- GIVEN DATA
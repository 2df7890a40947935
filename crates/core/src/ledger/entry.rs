//! Journal entries and lines as stored in the ledger.

use chrono::{DateTime, NaiveDate, Utc};
use rust_decimal::Decimal;
use saldo_shared::types::{AccountId, JournalEntryId, JournalLineId};
use serde::{Deserialize, Serialize};

use super::error::LedgerError;
use super::types::{EntryTotals, IdempotencyKey};

/// Lifecycle status of a journal entry.
///
/// ```text
/// DRAFT ──post──► POSTED ──void──► VOID
/// ```
#[derive(Debug, Clone, Copy, PartialEq, Eq, Hash, Serialize, Deserialize)]
#[serde(rename_all = "UPPERCASE")]
pub enum EntryStatus {
    /// Editable, invisible to balances.
    Draft,
    /// Immutable and counted.
    Posted,
    /// Superseded by a reversal. Still counted: the reversal nets it out.
    Void,
}

impl EntryStatus {
    /// Whether lines of entries in this status count toward balances.
    #[must_use]
    pub const fn is_counted(self) -> bool {
        matches!(self, Self::Posted | Self::Void)
    }

    /// Upper-case name as persisted.
    #[must_use]
    pub const fn as_str(self) -> &'static str {
        match self {
            Self::Draft => "DRAFT",
            Self::Posted => "POSTED",
            Self::Void => "VOID",
        }
    }
}

/// One side of one account movement.
///
/// Exactly one of `debit` and `credit` is non-zero.
#[derive(Debug, Clone, PartialEq, Eq, Serialize, Deserialize)]
pub struct JournalLine {
    /// Line ID.
    pub id: JournalLineId,
    /// Owning entry.
    pub entry_id: JournalEntryId,
    /// Leaf account moved by this line.
    pub account_id: AccountId,
    /// 1-based position within the entry.
    pub line_number: u32,
    /// Debit amount.
    pub debit: Decimal,
    /// Credit amount.
    pub credit: Decimal,
    /// Optional line memo.
    pub description: Option<String>,
}

impl JournalLine {
    /// Returns the signed amount (positive for debit, negative for credit).
    #[must_use]
    pub fn signed_amount(&self) -> Decimal {
        self.debit - self.credit
    }
}

/// A journal entry with its lines.
#[derive(Debug, Clone, PartialEq, Eq, Serialize, Deserialize)]
pub struct JournalEntry {
    /// Entry ID.
    pub id: JournalEntryId,
    /// Human-facing number, e.g. `JE-2026/10/000042`.
    pub entry_number: String,
    /// Ledger sequence the number was derived from.
    pub sequence: i64,
    /// Accounting date.
    pub entry_date: NaiveDate,
    /// Narrative.
    pub description: String,
    /// Business event this entry records.
    pub key: IdempotencyKey,
    /// Lifecycle status.
    pub status: EntryStatus,
    /// Sum of line debits.
    pub total_debit: Decimal,
    /// Sum of line credits.
    pub total_credit: Decimal,
    /// When the entry became counted. `None` for drafts.
    pub posted_at: Option<DateTime<Utc>>,
    /// When the entry was first written.
    pub created_at: DateTime<Utc>,
    /// Set on reversal entries: the entry they cancel.
    pub reverses: Option<JournalEntryId>,
    /// Set on voided entries: their reversal.
    pub reversed_by: Option<JournalEntryId>,
    /// Why the entry was voided.
    pub void_reason: Option<String>,
    /// Lines ordered by line number.
    pub lines: Vec<JournalLine>,
}

impl JournalEntry {
    /// Stored totals.
    #[must_use]
    pub fn totals(&self) -> EntryTotals {
        EntryTotals {
            debit: self.total_debit,
            credit: self.total_credit,
        }
    }

    /// Whether this entry is the reversal of another.
    #[must_use]
    pub fn is_reversal(&self) -> bool {
        self.reverses.is_some()
    }

    /// Distinct accounts touched, in line order.
    #[must_use]
    pub fn account_ids(&self) -> Vec<AccountId> {
        let mut ids: Vec<AccountId> = Vec::with_capacity(self.lines.len());
        for line in &self.lines {
            if !ids.contains(&line.account_id) {
                ids.push(line.account_id);
            }
        }
        ids
    }
}

/// An entry ready to be appended. The store assigns `created_at`.
#[derive(Debug, Clone, PartialEq, Eq)]
pub struct NewJournalEntry {
    /// Entry ID, also referenced by every line.
    pub id: JournalEntryId,
    /// Formatted entry number.
    pub entry_number: String,
    /// Sequence drawn from the store.
    pub sequence: i64,
    /// Accounting date.
    pub entry_date: NaiveDate,
    /// Narrative.
    pub description: String,
    /// Idempotency key.
    pub key: IdempotencyKey,
    /// `Draft` or `Posted`.
    pub status: EntryStatus,
    /// Set when `status` is `Posted`.
    pub posted_at: Option<DateTime<Utc>>,
    /// Entry cancelled by this one.
    pub reverses: Option<JournalEntryId>,
    /// Lines ordered by line number.
    pub lines: Vec<JournalLine>,
}

impl NewJournalEntry {
    /// Totals recomputed from the lines.
    ///
    /// # Errors
    ///
    /// Returns `AmountOverflow` if a sum leaves the `Decimal` range.
    pub fn totals(&self) -> Result<EntryTotals, LedgerError> {
        EntryTotals::of(&self.lines)
    }

    /// Materializes the stored form.
    ///
    /// # Errors
    ///
    /// Returns `AmountOverflow` if a sum leaves the `Decimal` range.
    pub fn into_entry(self, created_at: DateTime<Utc>) -> Result<JournalEntry, LedgerError> {
        let totals = self.totals()?;
        Ok(JournalEntry {
            id: self.id,
            entry_number: self.entry_number,
            sequence: self.sequence,
            entry_date: self.entry_date,
            description: self.description,
            key: self.key,
            status: self.status,
            total_debit: totals.debit,
            total_credit: totals.credit,
            posted_at: self.posted_at,
            created_at,
            reverses: self.reverses,
            reversed_by: None,
            void_reason: None,
            lines: self.lines,
        })
    }
}

/// A line as seen by the projector, ordered by `(posted_at, entry_id)`.
#[derive(Debug, Clone, Copy, PartialEq, Eq)]
pub struct AccountLine {
    /// Owning entry.
    pub entry_id: JournalEntryId,
    /// Line ID.
    pub line_id: JournalLineId,
    /// `None` only for draft lines.
    pub posted_at: Option<DateTime<Utc>>,
    /// Debit amount.
    pub debit: Decimal,
    /// Credit amount.
    pub credit: Decimal,
}

/// Stored totals next to the totals recomputed from lines.
#[derive(Debug, Clone, PartialEq, Eq)]
pub struct EntryTotalsCheck {
    /// Entry ID.
    pub entry_id: JournalEntryId,
    /// Entry number.
    pub entry_number: String,
    /// Totals recorded on the entry.
    pub stored: EntryTotals,
    /// Totals summed from the lines.
    pub lines: EntryTotals,
}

- TASK STATEMENT
Print the entries exactly. Include every one.

- EXERCISE ANSWER
repository 2df7890a40947935
filename crates/core/src/ledger/entry.rs
//! Journal entries and lines as stored in the ledger.

use chrono::{DateTime, NaiveDate, Utc};
use rust_decimal::Decimal;
use saldo_shared::types::{AccountId, JournalEntryId, JournalLineId};
use serde::{Deserialize, Serialize};

use super::error::LedgerError;
use super::types::{EntryTotals, IdempotencyKey};

/// Lifecycle status of a journal entry.
///
/// ```text
/// DRAFT ──post──► POSTED ──void──► VOID
/// ```
#[derive(Debug, Clone, Copy, PartialEq, Eq, Hash, Serialize, Deserialize)]
#[serde(rename_all = "UPPERCASE")]
pub enum EntryStatus {
    /// Editable, invisible to balances.
    Draft,
    /// Immutable and counted.
    Posted,
    /// Superseded by a reversal. Still counted: the reversal nets it out.
    Void,
}

impl EntryStatus {
    /// Whether lines of entries in this status count toward balances.
    #[must_use]
    pub const fn is_counted(self) -> bool {
        matches!(self, Self::Posted | Self::Void)
    }

    /// Upper-case name as persisted.
    #[must_use]
    pub const fn as_str(self) -> &'static str {
        match self {
            Self::Draft => "DRAFT",
            Self::Posted => "POSTED",
            Self::Void => "VOID",
        }
    }
}

/// One side of one account movement.
///
/// Exactly one of `debit` and `credit` is non-zero.
#[derive(Debug, Clone, PartialEq, Eq, Serialize, Deserialize)]
pub struct JournalLine {
    /// Line ID.
    pub id: JournalLineId,
    /// Owning entry.
    pub entry_id: JournalEntryId,
    /// Leaf account moved by this line.
    pub account_id: AccountId,
    /// 1-based position within the entry.
    pub line_number: u32,
    /// Debit amount.
    pub debit: Decimal,
    /// Credit amount.
    pub credit: Decimal,
    /// Optional line memo.
    pub description: Option<String>,
}

impl JournalLine {
    /// Returns the signed amount (positive for debit, negative for credit).
    #[must_use]
    pub fn signed_amount(&self) -> Decimal {
        self.debit - self.credit
    }
}

/// A journal entry with its lines.
#[derive(Debug, Clone, PartialEq, Eq, Serialize, Deserialize)]
pub struct JournalEntry {
    /// Entry ID.
    pub id: JournalEntryId,
    /// Human-facing number, e.g. `JE-2026/10/000042`.
    pub entry_number: String,
    /// Ledger sequence the number was derived from.
    pub sequence: i64,
    /// Accounting date.
    pub entry_date: NaiveDate,
    /// Narrative.
    pub description: String,
    /// Business event this entry records.
    pub key: IdempotencyKey,
    /// Lifecycle status.
    pub status: EntryStatus,
    /// Sum of line debits.
    pub total_debit: Decimal,
    /// Sum of line credits.
    pub total_credit: Decimal,
    /// When the entry became counted. `None` for drafts.
    pub posted_at: Option<DateTime<Utc>>,
    /// When the entry was first written.
    pub created_at: DateTime<Utc>,
    /// Set on reversal entries: the entry they cancel.
    pub reverses: Option<JournalEntryId>,
    /// Set on voided entries: their reversal.
    pub reversed_by: Option<JournalEntryId>,
    /// Why the entry was voided.
    pub void_reason: Option<String>,
    /// Lines ordered by line number.
    pub lines: Vec<JournalLine>,
}

impl JournalEntry {
    /// Stored totals.
    #[must_use]
    pub fn totals(&self) -> EntryTotals {
        EntryTotals {
            debit: self.total_debit,
            credit: self.total_credit,
        }
    }

    /// Whether this entry is the reversal of another.
    #[must_use]
    pub fn is_reversal(&self) -> bool {
        self.reverses.is_some()
    }

    /// Distinct accounts touched, in line order.
    #[must_use]
    pub fn account_ids(&self) -> Vec<AccountId> {
        let mut ids: Vec<AccountId> = Vec::with_capacity(self.lines.len());
        for line in &self.lines {
            if !ids.contains(&line.account_id) {
                ids.push(line.account_id);
            }
        }
        ids
    }
}

/// An entry ready to be appended. The store assigns `created_at`.
#[derive(Debug, Clone, PartialEq, Eq)]
pub struct NewJournalEntry {
    /// Entry ID, also referenced by every line.
    pub id: JournalEntryId,
    /// Formatted entry number.
    pub entry_number: String,
    /// Sequence drawn from the store.
    pub sequence: i64,
    /// Accounting date.
    pub entry_date: NaiveDate,
    /// Narrative.
    pub description: String,
    /// Idempotency key.
    pub key: IdempotencyKey,
    /// `Draft` or `Posted`.
    pub status: EntryStatus,
    /// Set when `status` is `Posted`.
    pub posted_at: Option<DateTime<Utc>>,
    /// Entry cancelled by this one.
    pub reverses: Option<JournalEntryId>,
    /// Lines ordered by line number.
    pub lines: Vec<JournalLine>,
}

impl NewJournalEntry {
    /// Totals recomputed from the lines.
    ///
    /// # Errors
    ///
    /// Returns `AmountOverflow` if a sum leaves the `Decimal` range.
    pub fn totals(&self) -> Result<EntryTotals, LedgerError> {
        EntryTotals::of(&self.lines)
    }

    /// Materializes the stored form.
    ///
    /// # Errors
    ///
    /// Returns `AmountOverflow` if a sum leaves the `Decimal` range.
    pub fn into_entry(self, created_at: DateTime<Utc>) -> Result<JournalEntry, LedgerError> {
        let totals = self.totals()?;
        Ok(JournalEntry {
            id: self.id,
            entry_number: self.entry_number,
            sequence: self.sequence,
            entry_date: self.entry_date,
            description: self.description,
            key: self.key,
            status: self.status,
            total_debit: totals.debit,
            total_credit: totals.credit,
            posted_at: self.posted_at,
            created_at,
            reverses: self.reverses,
            reversed_by: None,
            void_reason: None,
            lines: self.lines,
        })
    }
}

/// A line as seen by the projector, ordered by `(posted_at, entry_id)`.
#[derive(Debug, Clone, Copy, PartialEq, Eq)]
pub struct AccountLine {
    /// Owning entry.
    pub entry_id: JournalEntryId,
    /// Line ID.
    pub line_id: JournalLineId,
    /// `None` only for draft lines.
    pub posted_at: Option<DateTime<Utc>>,
    /// Debit amount.
    pub debit: Decimal,
    /// Credit amount.
    pub credit: Decimal,
}

/// Stored totals next to the totals recomputed from lines.
#[derive(Debug, Clone, PartialEq, Eq)]
pub struct EntryTotalsCheck {
    /// Entry ID.
    pub entry_id: JournalEntryId,
    /// Entry number.
    pub entry_number: String,
    /// Totals recorded on the entry.
    pub stored: EntryTotals,
    /// Totals summed from the lines.
    pub lines: EntryTotals,
}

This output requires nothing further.